Each line below that includes the word "UnsupportedScheme" is to be reported.

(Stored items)
Content starts

//! # Guest Context
//!
//! A [`ContextBuilder`] stages everything a guest is granted before its store
//! exists. The default grant is nothing: no preopened directories, no
//! environment, no arguments, no sockets, and stdio wired to nowhere.
//! Conventions add to it (for example the input mount) and the runtime bakes
//! it into a [`GuestCtx`].

use std::path::Path;

use tempfile::TempDir;
use tracing::debug;
use tracing::warn;
use wasmtime::StoreLimits;
use wasmtime::StoreLimitsBuilder;
use wasmtime_wasi::DirPerms;
use wasmtime_wasi::FilePerms;
use wasmtime_wasi::WasiCtxBuilder;
use wasmtime_wasi::p1::WasiP1Ctx;

use crate::error::Error;
use crate::error::Result;

/// Guest directory holding the input mount.
pub const INPUT_DIR: &str = "/dawg";

/// Name of the input file inside [`INPUT_DIR`].
pub const INPUT_FILE: &str = "input";

/// Full guest path of the input file.
pub const INPUT_PATH: &str = "/dawg/input";

pub struct ContextBuilder {
    pub wasi: WasiCtxBuilder,
    max_memory: Option<usize>,
    mounts: Vec<TempDir>,
}

impl ContextBuilder {
    pub fn new() -> Self {
        let mut wasi = WasiCtxBuilder::new();
        wasi.allow_tcp(false)
            .allow_udp(false)
            .allow_ip_name_lookup(false);

        Self {
            wasi,
            max_memory: None,
            mounts: Vec::new(),
        }
    }

    /// Caps the guest's linear memory.
    pub fn memory_limit(&mut self, bytes: usize) -> &mut Self {
        self.max_memory = Some(bytes);
        self
    }

    /// Exposes `content` to the guest as the single read-only file
    /// [`INPUT_PATH`].
    ///
    /// The backing directory is private to this context and removed with it.
    pub fn mount_input(&mut self, content: &[u8]) -> Result<&mut Self> {
        let dir = tempfile::Builder::new()
            .prefix("genrun-input-")
            .tempdir()
            .map_err(|e| Error::Mount(e.to_string()))?;
        std::fs::write(dir.path().join(INPUT_FILE), content)
            .map_err(|e| Error::Mount(e.to_string()))?;

        self.wasi
            .preopened_dir(dir.path(), INPUT_DIR, DirPerms::READ, FilePerms::READ)
            .map_err(|e| Error::Mount(format!("{:#}", e)))?;

        debug!(host = %dir.path().display(), guest = INPUT_PATH, size = content.len(), "mounted input");
        self.mounts.push(dir);
        Ok(self)
    }

    pub fn build(mut self) -> GuestCtx {
        let mut limits = StoreLimitsBuilder::new();
        if let Some(bytes) = self.max_memory {
            limits = limits.memory_size(bytes);
        }

        GuestCtx {
            wasi: self.wasi.build_p1(),
            limits: limits.build(),
            mounts: std::mem::take(&mut self.mounts),
        }
    }
}

impl Default for ContextBuilder {
    fn default() -> Self {
        Self::new()
    }
}

/// Per-instance state held in the wasmtime store.
pub struct GuestCtx {
    pub(crate) wasi: WasiP1Ctx,
    pub(crate) limits: StoreLimits,
    mounts: Vec<TempDir>,
}

impl GuestCtx {
    /// Host directories backing this guest's mounts.
    pub fn mount_paths(&self) -> impl Iterator<Item = &Path> {
        self.mounts.iter().map(TempDir::path)
    }
}

impl Drop for GuestCtx {
    fn drop(&mut self) {
        for dir in self.mounts.drain(..) {
            let path = dir.path().to_path_buf();
            if let Err(e) = dir.close() {
                warn!(path = %path.display(), error = %e, "could not remove input mount");
            }
        }
    }
}
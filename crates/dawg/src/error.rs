//! Errors surfaced by the provisioning facade.

#[derive(Debug)]
pub enum Error {
    /// Loading or publishing the generator failed.
    Store(genstore::Error),
    /// Executing the generator failed.
    Runtime(genrun::Error),
    /// The configuration file could not be read.
    Io(std::io::Error),
    /// The configuration file is not valid.
    Config(toml::de::Error),
}

impl Error {
    /// Whether the same attempt could succeed if repeated.
    pub fn is_retryable(&self) -> bool {
        match self {
            Self::Store(e) => e.is_retryable(),
            Self::Runtime(e) => e.is_retryable(),
            Self::Io(_) | Self::Config(_) => false,
        }
    }
}

impl std::fmt::Display for Error {
    fn fmt(&self, f: &mut std::fmt::Formatter<'_>) -> std::fmt::Result {
        match self {
            Self::Store(e) => write!(f, "store error: {}", e),
            Self::Runtime(e) => write!(f, "runtime error: {}", e),
            Self::Io(e) => write!(f, "could not read configuration: {}", e),
            Self::Config(e) => write!(f, "invalid configuration: {}", e),
        }
    }
}

impl std::error::Error for Error {
    fn source(&self) -> Option<&(dyn std::error::Error + 'static)> {
        match self {
            Self::Store(e) => Some(e),
            Self::Runtime(e) => Some(e),
            Self::Io(e) => Some(e),
            Self::Config(e) => Some(e),
        }
    }
}

impl From<genstore::Error> for Error {
    fn from(e: genstore::Error) -> Self {
        Self::Store(e)
    }
}

impl From<genrun::Error> for Error {
    fn from(e: genrun::Error) -> Self {
        Self::Runtime(e)
    }
}

impl From<std::io::Error> for Error {
    fn from(e: std::io::Error) -> Self {
        Self::Io(e)
    }
}

impl From<toml::de::Error> for Error {
    fn from(e: toml::de::Error) -> Self {
        Self::Config(e)
    }
}

pub type Result<T> = std::result::Result<T, Error>;
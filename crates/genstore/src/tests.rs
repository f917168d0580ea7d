//! Unit tests for references, settings, the OCI content model and dispatch.

use crate::Error;
use crate::Generator;
use crate::Reference;
use crate::RegistryConfig;
use crate::RegistrySettings;
use crate::Store;
use crate::StoreConfig;
use crate::oci;
use crate::oci::Descriptor;
use crate::oci::MEDIA_TYPE_EMPTY;
use crate::oci::MEDIA_TYPE_IMAGE_INDEX;
use crate::oci::MEDIA_TYPE_IMAGE_MANIFEST;
use crate::oci::MEDIA_TYPE_WASM_LAYER;
use crate::oci::Manifest;
use crate::oci::MemoryStore;
use crate::oci::Target;
use crate::oci::digest;
use crate::reference::DEFAULT_TAG;

fn reference(input: &str) -> Reference {
    Reference::parse(input).unwrap()
}

// --- References ---

#[test]
fn test_registry_reference_components() {
    let r = reference("registry://localhost:5000/team/app:v1");
    assert_eq!(r.scheme(), "registry");
    assert_eq!(r.host(), "localhost");
    assert_eq!(r.port(), Some(5000));
    assert_eq!(r.authority(), "localhost:5000");
    assert_eq!(r.repository(), "team/app");
    assert_eq!(r.tag(), Some("v1"));
    assert_eq!(r.digest(), None);
    assert_eq!(r.reference_or_default(), "v1");
}

#[test]
fn test_registry_reference_without_tag_defaults_to_latest() {
    let r = reference("registry://registry.example.com/team/app");
    assert_eq!(r.port(), None);
    assert_eq!(r.authority(), "registry.example.com");
    assert_eq!(r.repository(), "team/app");
    assert_eq!(r.tag(), None);
    assert_eq!(r.reference_or_default(), DEFAULT_TAG);
}

#[test]
fn test_registry_reference_with_digest() {
    let digest = digest::sha256(b"coucou");
    let r = reference(&format!("oci://localhost:5000/team/app@{}", digest));
    assert_eq!(r.repository(), "team/app");
    assert_eq!(r.tag(), None);
    assert_eq!(r.digest(), Some(digest.as_str()));
    assert_eq!(r.reference_or_default(), digest);
}

#[test]
fn test_colon_in_earlier_segment_is_not_a_tag() {
    let r = reference("registry://localhost/team:x/app");
    assert_eq!(r.repository(), "team:x/app");
    assert_eq!(r.tag(), None);
}

#[test]
fn test_file_reference_paths() {
    let absolute = reference("file:///var/lib/dawg/gen.wasm");
    assert_eq!(absolute.host(), "");
    assert_eq!(
        absolute.to_file_path().unwrap(),
        std::path::PathBuf::from("/var/lib/dawg/gen.wasm")
    );

    let relative = reference("file://gens/gen.wasm");
    assert_eq!(
        relative.to_file_path().unwrap(),
        std::path::PathBuf::from("gens").join("gen.wasm")
    );
}

#[test]
fn test_file_reference_keeps_host_case_and_decodes_path() {
    let r = reference("file://Gens/my%20app.wasm");
    assert_eq!(
        r.to_file_path().unwrap(),
        std::path::PathBuf::from("Gens").join("my app.wasm")
    );

    let nested = reference("file://Team/Dashboards/caf%C3%A9.wasm");
    assert_eq!(
        nested.to_file_path().unwrap(),
        std::path::PathBuf::from("Team").join("Dashboards/café.wasm")
    );

    let invalid = reference("file://gens/%FF.wasm");
    assert!(matches!(invalid.to_file_path(), Err(Error::InvalidReference(_))));
}

#[test]
fn test_unparseable_reference() {
    let err = Reference::parse("no scheme here").unwrap_err();
    assert!(matches!(err, Error::InvalidReference(_)));
}

#[test]
fn test_reference_display_round_trips() {
    let input = "registry://localhost:5000/team/app:v1";
    let r: Reference = input.parse().unwrap();
    assert_eq!(r.to_string(), input);
}

// --- Settings ---

#[test]
fn test_settings_default_to_secure() {
    let config = RegistryConfig::default();
    assert!(!config.settings_for("localhost", Some(5000)).plain_http);
    assert!(config.timeout().is_none());
}

#[test]
fn test_settings_lookup_order() {
    let mut config = RegistryConfig::default()
        .allow_plain_http("localhost")
        .allow_plain_http("127.0.0.1:5000");
    config
        .hosts
        .insert("localhost:6000".into(), RegistrySettings { plain_http: false });

    assert!(config.settings_for("localhost", None).plain_http);
    assert!(config.settings_for("localhost", Some(5000)).plain_http);
    assert!(!config.settings_for("localhost", Some(6000)).plain_http);
    assert!(config.settings_for("127.0.0.1", Some(5000)).plain_http);
    assert!(!config.settings_for("127.0.0.1", Some(5001)).plain_http);
    assert!(!config.settings_for("registry.example.com", None).plain_http);
}

#[test]
fn test_settings_deserialize() {
    let config: StoreConfig = serde_json::from_str(
        r#"{"registry": {"timeout_ms": 2500, "hosts": {"localhost:5000": {"plain_http": true}}}}"#,
    )
    .unwrap();
    assert_eq!(
        config.registry.timeout(),
        Some(std::time::Duration::from_millis(2500))
    );
    assert!(config.registry.settings_for("localhost", Some(5000)).plain_http);
    assert!(!config.registry.default.plain_http);
}

// --- Digests and manifests ---

#[test]
fn test_sha256_format() {
    // sha256("") is well known.
    assert_eq!(
        digest::sha256(b""),
        "sha256:e3b0c44298fc1c149afbf4c8996fb92427ae41e4649b934ca495991b7852b855"
    );
    assert!(digest::is_digest(&digest::sha256(b"x")));
    assert!(!digest::is_digest("v1"));
}

#[test]
fn test_verify_rejects_mismatches() {
    let desc = Descriptor::from_content(MEDIA_TYPE_WASM_LAYER, b"coucou");
    assert!(digest::verify(&desc, b"coucou").is_ok());

    let err = digest::verify(&desc, b"hello!").unwrap_err();
    assert!(matches!(err, Error::DigestMismatch { .. }));

    let mut wrong_size = desc.clone();
    wrong_size.size = 1;
    let err = digest::verify(&wrong_size, b"coucou").unwrap_err();
    assert!(matches!(err, Error::SizeMismatch { expected: 1, actual: 6 }));

    let mut md5 = desc;
    md5.digest = "md5:abc".into();
    let err = digest::verify(&md5, b"coucou").unwrap_err();
    assert!(matches!(err, Error::UnsupportedDigest(_)));
}

#[test]
fn test_empty_config_descriptor() {
    let config = Descriptor::empty_config();
    assert_eq!(config.media_type, MEDIA_TYPE_EMPTY);
    assert_eq!(config.size, 2);
    assert_eq!(config.digest, digest::sha256(b"{}"));
    assert_eq!(config.data.as_deref(), Some("e30="));
}

#[test]
fn test_artifact_manifest_encoding() {
    let layer = Descriptor::from_content(MEDIA_TYPE_WASM_LAYER, b"\0asm");
    let manifest = Manifest::artifact("application/vnd.dawg.generator.v1", vec![layer.clone()]);
    let (desc, content) = manifest.encode().unwrap();

    assert_eq!(desc.media_type, MEDIA_TYPE_IMAGE_MANIFEST);
    assert_eq!(desc.digest, digest::sha256(&content));

    let json: serde_json::Value = serde_json::from_slice(&content).unwrap();
    assert_eq!(json["schemaVersion"], 2);
    assert_eq!(json["artifactType"], "application/vnd.dawg.generator.v1");
    assert_eq!(json["config"]["mediaType"], MEDIA_TYPE_EMPTY);
    assert_eq!(json["layers"][0]["mediaType"], MEDIA_TYPE_WASM_LAYER);
    assert_eq!(json["layers"][0]["digest"], layer.digest.as_str());
    assert!(json.get("subject").is_none());
}

#[test]
fn test_successors() {
    let layer = Descriptor::from_content(MEDIA_TYPE_WASM_LAYER, b"\0asm");
    let (desc, content) = Manifest::artifact("x", vec![layer.clone()]).encode().unwrap();

    let nodes = oci::successors(&desc, &content).unwrap();
    assert_eq!(nodes, vec![Descriptor::empty_config(), layer.clone()]);

    assert!(oci::successors(&layer, b"\0asm").unwrap().is_empty());

    let index = Descriptor::from_content(MEDIA_TYPE_IMAGE_INDEX, b"{}");
    let err = oci::successors(&index, b"{}").unwrap_err();
    assert!(matches!(err, Error::UnsupportedMediaType(_)));
}

// --- Memory store and copy ---

#[tokio::test]
async fn test_memory_store_push_verifies() {
    let store = MemoryStore::new();
    let desc = Descriptor::from_content(MEDIA_TYPE_WASM_LAYER, b"coucou");

    let err = store.push(&desc, b"other".to_vec()).await.unwrap_err();
    assert!(matches!(err, Error::DigestMismatch { .. }));
    assert!(store.is_empty());

    store.push(&desc, b"coucou".to_vec()).await.unwrap();
    assert!(store.exists(&desc).await.unwrap());
    assert_eq!(store.fetch(&desc).await.unwrap(), b"coucou");
}

#[tokio::test]
async fn test_memory_store_tags() {
    let store = MemoryStore::new();
    let layer = Descriptor::from_content(MEDIA_TYPE_WASM_LAYER, b"coucou");

    let err = store.tag(&layer, "v1").await.unwrap_err();
    assert!(matches!(err, Error::NotFound(_)));

    store.push(&layer, b"coucou".to_vec()).await.unwrap();
    let manifest = oci::pack(&store, "x", vec![layer]).await.unwrap();
    store.tag(&manifest, "v1").await.unwrap();

    assert_eq!(store.resolve("v1").await.unwrap(), manifest);
    assert_eq!(store.resolve(&manifest.digest).await.unwrap(), manifest);
    assert!(matches!(
        store.resolve("v2").await.unwrap_err(),
        Error::NotFound(_)
    ));
}

#[tokio::test]
async fn test_copy_between_memory_stores() {
    let src = MemoryStore::new();
    let layer = Descriptor::from_content(MEDIA_TYPE_WASM_LAYER, b"coucou");
    src.push(&layer, b"coucou".to_vec()).await.unwrap();
    let manifest = oci::pack(&src, "x", vec![layer.clone()]).await.unwrap();
    src.tag(&manifest, "v1").await.unwrap();

    let dst = MemoryStore::new();
    let copied = oci::copy(&src, "v1", &dst, "stable").await.unwrap();

    assert_eq!(copied, manifest);
    // Config, layer and manifest.
    assert_eq!(dst.len(), 3);
    assert_eq!(dst.resolve("stable").await.unwrap(), manifest);
    assert_eq!(dst.fetch(&layer).await.unwrap(), b"coucou");
}

#[tokio::test]
async fn test_copy_missing_tag() {
    let src = MemoryStore::new();
    let dst = MemoryStore::new();
    let err = oci::copy(&src, "v1", &dst, "v1").await.unwrap_err();
    assert!(matches!(err, Error::NotFound(_)));
    assert!(dst.is_empty());
}

// --- Dispatch ---

#[tokio::test]
async fn test_unsupported_scheme() {
    let store = Store::new(StoreConfig::default()).unwrap();
    let r = reference("ftp://example.com/gen.wasm");

    let err = store.load(&r).await.unwrap_err();
    assert!(matches!(err, Error::UnsupportedScheme(ref s) if s == "ftp"));

    let err = store.store(&r, &Generator::new(b"x".to_vec())).await.unwrap_err();
    assert!(matches!(err, Error::UnsupportedScheme(_)));
}

#[test]
fn test_default_schemes() {
    let store = Store::new(StoreConfig::default()).unwrap();
    assert_eq!(store.schemes(), vec!["file", "oci", "registry"]);
    assert!(Store::empty().schemes().is_empty());
}

#[tokio::test]
async fn test_store_to_digest_reference_is_rejected() {
    let store = Store::new(StoreConfig::default()).unwrap();
    let r = reference(&format!(
        "registry://localhost:5000/team/app@{}",
        digest::sha256(b"x")
    ));
    let err = store.store(&r, &Generator::new(b"x".to_vec())).await.unwrap_err();
    assert!(matches!(err, Error::InvalidReference(_)));
}

#[tokio::test]
async fn test_registry_reference_needs_host_and_repository() {
    let store = Store::new(StoreConfig::default()).unwrap();

    let err = store.load(&reference("registry:///team/app")).await.unwrap_err();
    assert!(matches!(err, Error::InvalidReference(_)));

    let err = store.load(&reference("registry://localhost:5000/")).await.unwrap_err();
    assert!(matches!(err, Error::InvalidReference(_)));
}

// --- Errors ---

#[test]
fn test_retryable_classification() {
    let server_error = Error::Registry {
        status: 503,
        message: String::new(),
    };
    let throttled = Error::Registry {
        status: 429,
        message: String::new(),
    };
    let denied = Error::Registry {
        status: 403,
        message: String::new(),
    };
    assert!(server_error.is_retryable());
    assert!(throttled.is_retryable());
    assert!(!denied.is_retryable());
    assert!(!Error::NotFound("x".into()).is_retryable());
    assert!(Error::Io(std::io::ErrorKind::TimedOut.into()).is_retryable());
    assert!(!Error::Io(std::io::ErrorKind::PermissionDenied.into()).is_retryable());
    assert!(Error::NoGeneratorLayer("x".into()).is_not_found());
}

Content ends

▶ YOUR RESPONSE
    assert!(matches!(err, Error::UnsupportedScheme(ref s) if s == "ftp"));
    assert!(matches!(err, Error::UnsupportedScheme(_)));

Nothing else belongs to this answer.